How is debt split in a divorce?

How Is Debt Split In A Divorce

Going through a divorce means learning a new set of terminology, especially when it comes to finances. While divorce law is intended to clarify how to split debt, the process can get messy when either spouse fails to keep up with financial obligations.

It is essential to understand how assets and debt are split in a divorce in order to avoid potential long-term negative consequences.

Community property laws

Arizona has community property laws that divide all debts and assets acquired during the marriage equally between spouses. Pre-existing debt, like student loans from before the marriage, are not split.
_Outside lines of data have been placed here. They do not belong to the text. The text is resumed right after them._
//! The public entry point tying the components together.

use std::sync::Arc;

use serde_json::Value;
use tokio::sync::mpsc;
use tracing::info;

use crate::bootstrap::ConnectionBootstrap;
use crate::config::ClientConfig;
use crate::conversations::{Conversations, DeleteSelection};
use crate::engine::{ConversationEngine, TurnRequest};
use crate::error::Result;
use crate::events::ChatEvent;
use crate::headers;
use crate::imagegen::{DrawOutcome, DrawTransport, HttpDrawTransport, ImageGenerator};
use crate::render::PlainText;
use crate::sessions::{ConversationHandle, SessionStore};

/// Capacity of a turn's event channel.
const EVENT_BUFFER: usize = 64;

struct Inner {
    config: ClientConfig,
    bootstrap: Arc<ConnectionBootstrap>,
    engine: ConversationEngine,
    conversations: Conversations,
    images: ImageGenerator,
}

/// Client for the chat service. Cheap to clone; clones share the
/// conversation store.
#[derive(Clone)]
pub struct ChatClient {
    inner: Arc<Inner>,
}

impl ChatClient {
    pub fn new(config: ClientConfig) -> Result<Self> {
        let forwarded_ip = headers::forwarded_ip();
        let transport = Arc::new(HttpDrawTransport::new(&config, &forwarded_ip)?);
        Self::build(config, transport, forwarded_ip)
    }

    /// A client whose image generation goes through `transport`.
    pub fn with_draw_transport(
        config: ClientConfig,
        transport: Arc<dyn DrawTransport>,
    ) -> Result<Self> {
        Self::build(config, transport, headers::forwarded_ip())
    }

    fn build(
        config: ClientConfig,
        transport: Arc<dyn DrawTransport>,
        forwarded_ip: String,
    ) -> Result<Self> {
        config.validate()?;
        let store = Arc::new(SessionStore::new());
        let bootstrap = Arc::new(ConnectionBootstrap::new(&config, store, &forwarded_ip)?);
        let images = ImageGenerator::new(transport, &config);
        let engine = ConversationEngine::new(&config, bootstrap.clone(), images.clone(), &forwarded_ip);
        let conversations = Conversations::new(&config, bootstrap.clone(), &forwarded_ip)?;
        Ok(Self {
            inner: Arc::new(Inner {
                config,
                bootstrap,
                engine,
                conversations,
                images,
            }),
        })
    }

    pub fn config(&self) -> &ClientConfig {
        &self.inner.config
    }

    pub fn store(&self) -> &Arc<SessionStore> {
        self.inner.bootstrap.store()
    }

    /// Load the account's conversations and their tokens.
    pub async fn init(&self) -> Result<()> {
        info!("initializing client");
        self.list_conversations().await?;
        self.load_all(false).await?;
        info!(conversations = self.store().len(), "client ready");
        Ok(())
    }

    pub async fn create_conversation(&self) -> Result<ConversationHandle> {
        self.inner.bootstrap.create_conversation().await
    }

    /// A turn request using the configured conversation style.
    pub fn turn(&self, prompt: impl Into<String>) -> TurnRequest {
        TurnRequest::new(prompt).with_style(self.inner.config.style)
    }

    /// Start a turn and return its event stream.
    ///
    /// A failed turn ends the stream with one `Err`. Without a handle a new
    /// conversation is created and announced with `NewChat`.
    pub fn ask_stream(
        &self,
        handle: Option<ConversationHandle>,
        turn: TurnRequest,
    ) -> mpsc::Receiver<Result<ChatEvent>> {
        let (tx, rx) = mpsc::channel(EVENT_BUFFER);
        let inner = self.inner.clone();
        tokio::spawn(async move {
            if let Err(e) = inner.engine.run_turn(handle, &turn, &tx).await {
                let _ = tx.send(Err(e)).await;
            }
        });
        rx
    }

    /// Run a turn to completion and collect its events.
    pub async fn ask(
        &self,
        handle: Option<ConversationHandle>,
        turn: TurnRequest,
    ) -> Result<Vec<ChatEvent>> {
        let mut rx = self.ask_stream(handle, turn);
        let mut events = Vec::new();
        while let Some(event) = rx.recv().await {
            events.push(event?);
        }
        Ok(events)
    }

    /// Run a turn and render it as plain text.
    pub async fn ask_text(
        &self,
        handle: Option<ConversationHandle>,
        turn: TurnRequest,
        include_search: bool,
    ) -> Result<String> {
        let events = self.ask(handle, turn).await?;
        Ok(PlainText::render(&events, include_search))
    }

    /// Generate images outside of a conversation.
    pub async fn draw(&self, prompt: &str) -> DrawOutcome {
        self.inner.images.generate(prompt).await
    }

    pub async fn list_conversations(&self) -> Result<Vec<ConversationHandle>> {
        self.inner.conversations.list().await
    }

    pub async fn fetch_history(&self, id: &str) -> Result<Vec<Value>> {
        self.inner.conversations.fetch_history(id).await
    }

    pub async fn load_all(&self, load_history: bool) -> Result<()> {
        self.inner.conversations.load_all(load_history).await
    }

    pub async fn delete_conversation(&self, id: &str) -> Result<()> {
        self.inner.conversations.delete(id).await
    }

    /// Delete several conversations; returns how many were removed.
    pub async fn delete_conversations(&self, selection: DeleteSelection) -> usize {
        self.inner.conversations.delete_many(selection).await
    }
}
In practice, couples do not have to equally divide every asset or debt if they negotiate different terms. For example, one spouse may agree to pay more than half of a mortgage or car payment so that the spouse with primary custody of the children has reliable housing and transportation. If the case goes to court, however, a judge may divide all assets and debts equally.

What a judge decides and what a creditor expects are different stories. If both names are on an account and the spouse taking responsibility for the debt doesn’t pay, both credit scores will be affected.


There are cases where certain property is considered separate, according to DivorceNet:

  • Any property, such as a vehicle or house, owned by one spouse before the marriage.
  • A gift or inheritance for one spouse before or during the marriage.
  • Assets covered by a prenuptial or postnuptial agreement.
  • Certain retirement accounts.

Exceptions will not apply if spouses have “commingled” their separate property, such as when the original owner of a property adds a spouse to the title after marriage. A property is also considered community property if marital funds were used to pay the mortgage.

There are other gray areas, as well.

“Many types of assets can be partially community and partially separate, including retirement accounts in which one spouse contributed to both before and after the marriage, or a business one spouse started before marriage and continued operating after marriage,” according to DivorceNet.

A business owned by one spouse that the other worked at or funded during the marriage can be especially complicated when identifying what portion is community property. A couple will likely find it helpful to consult experienced divorce attorneys who can help determine the best way to divide proceeds.

Another exception to community property law is in cases of waste.

“For example if one spouse spent $100,000 of marital assets gambling, a judge may reduce the gambling spouse’s property award by $100,000,” according to DivorceNet.

Prenuptial and postnuptial agreements

A prenuptial agreement is a contract before marriage that determines what will happen to a couple’s assets and debts if the marriage ends in divorce. Common stipulations include dictating which debts are owned by which spouse and who is the owner of certain property, collectibles, or vehicles.

“A prenup resolves the potentially emotional and difficult negotiations of a divorce before they even get started and helps prevent problems between you and your ex-spouse if anything happens to the marriage,” according to local law firm DeShon Laraye Pullen.

A postnuptial agreement does the same thing as a prenup but is created after a couple is married. It is an easy way to put in writing who owns a business or how to divide inheritances or properties accumulated during the marriage. A postnuptial agreement can also update a prenuptial agreement.